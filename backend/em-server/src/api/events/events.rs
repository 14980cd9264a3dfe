//! Event REST API handlers
//!
//! Read-only: events are created outside this application.

use crate::{ApiError, ApiResult, AppState, CurrentIdentity};

use em_core::{AttendeeListResponse, EventListResponse, EventResponse, EventSummaryListResponse};
use em_db::{EventRepository, RsvpRepository};

use axum::{
    Json,
    extract::{Path, State},
};
use chrono::Utc;
use uuid::Uuid;

/// GET /api/v1/events
///
/// Upcoming events, soonest first, with organizer and RSVP counts
pub async fn list_events(State(state): State<AppState>) -> ApiResult<Json<EventListResponse>> {
    let repo = EventRepository::new(state.pool.clone());
    let events = repo.list_upcoming(Utc::now()).await?;

    Ok(Json(EventListResponse { events }))
}

/// GET /api/v1/events/summary
pub async fn event_summaries(
    State(state): State<AppState>,
) -> ApiResult<Json<EventSummaryListResponse>> {
    let repo = EventRepository::new(state.pool.clone());
    let summaries = repo.summaries().await?;

    Ok(Json(EventSummaryListResponse { summaries }))
}

/// GET /api/v1/events/{id}
///
/// Includes the caller's own RSVP when the request carries a session
pub async fn get_event(
    State(state): State<AppState>,
    CurrentIdentity(identity): CurrentIdentity,
    Path(id): Path<String>,
) -> ApiResult<Json<EventResponse>> {
    let event_id = Uuid::parse_str(&id)?;
    let viewer = identity.and_then(|identity| identity.user_uuid().ok());

    let repo = EventRepository::new(state.pool.clone());
    let event = repo
        .find_with_organizer(event_id, viewer)
        .await?
        .ok_or_else(|| ApiError::not_found(format!("Event {} not found", id)))?;

    Ok(Json(EventResponse { event }))
}

/// GET /api/v1/events/{id}/rsvps
///
/// RSVP rows joined with the responding user's name and email
pub async fn list_event_rsvps(
    State(state): State<AppState>,
    Path(id): Path<String>,
) -> ApiResult<Json<AttendeeListResponse>> {
    let event_id = Uuid::parse_str(&id)?;

    let repo = RsvpRepository::new(state.pool.clone());
    let rsvps = repo.find_by_event(event_id).await?;

    Ok(Json(AttendeeListResponse { rsvps }))
}
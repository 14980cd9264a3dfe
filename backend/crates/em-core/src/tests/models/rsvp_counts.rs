use crate::{RsvpCounts, RsvpStatus};

use googletest::prelude::*;

#[googletest::test]
fn given_two_yes_and_one_maybe_when_tallied_then_counts_match() {
    let counts = RsvpCounts::tally([RsvpStatus::Yes, RsvpStatus::Yes, RsvpStatus::Maybe]);

    expect_that!(counts.yes, eq(2));
    expect_that!(counts.maybe, eq(1));
    expect_that!(counts.no, eq(0));
    expect_that!(counts.total, eq(3));
}

#[test]
fn given_no_rsvps_when_tallied_then_all_zero() {
    let counts = RsvpCounts::tally(Vec::<RsvpStatus>::new());

    assert_eq!(counts, RsvpCounts::default());
    assert_eq!(counts.responses_label(), "0 Responses");
}

#[test]
fn given_single_rsvp_when_labelled_then_singular() {
    let counts = RsvpCounts::tally([RsvpStatus::No]);

    assert_eq!(counts.responses_label(), "1 Response");
    assert_eq!(counts.count(RsvpStatus::No), 1);
}
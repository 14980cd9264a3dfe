use crate::{
    ConfigError, ConfigErrorResult, DEFAULT_AUTH_ENABLED, DEFAULT_COOKIE_NAME,
    DEFAULT_SIGN_IN_PATH, MIN_JWT_SECRET_LENGTH,
};

use std::path::{Path, PathBuf};

use serde::Deserialize;

#[derive(Debug, Clone, Deserialize)]
#[serde(default)]
pub struct AuthConfig {
    pub enabled: bool,
    /// HS256 shared secret
    pub jwt_secret: Option<String>,
    /// RS256 public key (PEM), relative to the config dir unless absolute
    pub jwt_public_key_path: Option<String>,
    /// Cookie that carries the session token between page loads
    pub cookie_name: String,
    /// Where anonymous visitors are sent to sign in
    pub sign_in_path: String,
}

impl Default for AuthConfig {
    fn default() -> Self {
        Self {
            enabled: DEFAULT_AUTH_ENABLED,
            jwt_secret: None,
            jwt_public_key_path: None,
            cookie_name: String::from(DEFAULT_COOKIE_NAME),
            sign_in_path: String::from(DEFAULT_SIGN_IN_PATH),
        }
    }
}

impl AuthConfig {
    pub fn validate(&self, config_dir: &Path) -> ConfigErrorResult<()> {
        self.validate_cookie_name()?;

        if !self.sign_in_path.starts_with('/') || self.sign_in_path.starts_with("//") {
            return Err(ConfigError::auth(format!(
                "auth.sign_in_path must be a local path starting with '/', got '{}'",
                self.sign_in_path
            )));
        }

        if !self.enabled {
            return Ok(());
        }

        match (&self.jwt_secret, &self.jwt_public_key_path) {
            (Some(secret), _) => {
                if secret.len() < MIN_JWT_SECRET_LENGTH {
                    return Err(ConfigError::auth(format!(
                        "auth.jwt_secret must be at least {} characters",
                        MIN_JWT_SECRET_LENGTH
                    )));
                }
            }
            (None, Some(_)) => {
                let key_path = self.public_key_path(config_dir).ok_or_else(|| {
                    ConfigError::auth("auth.jwt_public_key_path cannot be empty")
                })?;
                if !key_path.exists() {
                    return Err(ConfigError::auth(format!(
                        "auth.jwt_public_key_path not found: {}",
                        key_path.display()
                    )));
                }
            }
            (None, None) => {
                return Err(ConfigError::auth(
                    "auth.enabled requires auth.jwt_secret or auth.jwt_public_key_path",
                ));
            }
        }

        Ok(())
    }

    /// Absolute location of the RS256 public key, if configured.
    pub fn public_key_path(&self, config_dir: &Path) -> Option<PathBuf> {
        let raw = self.jwt_public_key_path.as_deref()?.trim();
        if raw.is_empty() {
            return None;
        }
        let path = Path::new(raw);
        Some(if path.is_absolute() {
            path.to_path_buf()
        } else {
            config_dir.join(path)
        })
    }

    /// Algorithm name for logging; never the key material.
    pub fn algorithm_label(&self) -> &'static str {
        if self.jwt_secret.is_some() {
            "HS256"
        } else if self.jwt_public_key_path.is_some() {
            "RS256"
        } else {
            "none"
        }
    }

    fn validate_cookie_name(&self) -> ConfigErrorResult<()> {
        let valid = !self.cookie_name.is_empty()
            && self
                .cookie_name
                .chars()
                .all(|c| c.is_ascii_alphanumeric() || c == '_' || c == '-');
        if !valid {
            return Err(ConfigError::auth(format!(
                "auth.cookie_name must be non-empty ASCII letters, digits, '_' or '-', got '{}'",
                self.cookie_name
            )));
        }
        Ok(())
    }
}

======

The task:
Across the lines of the material above, tally those holding the word "serde" and state the number by itself.

Exercise output:
2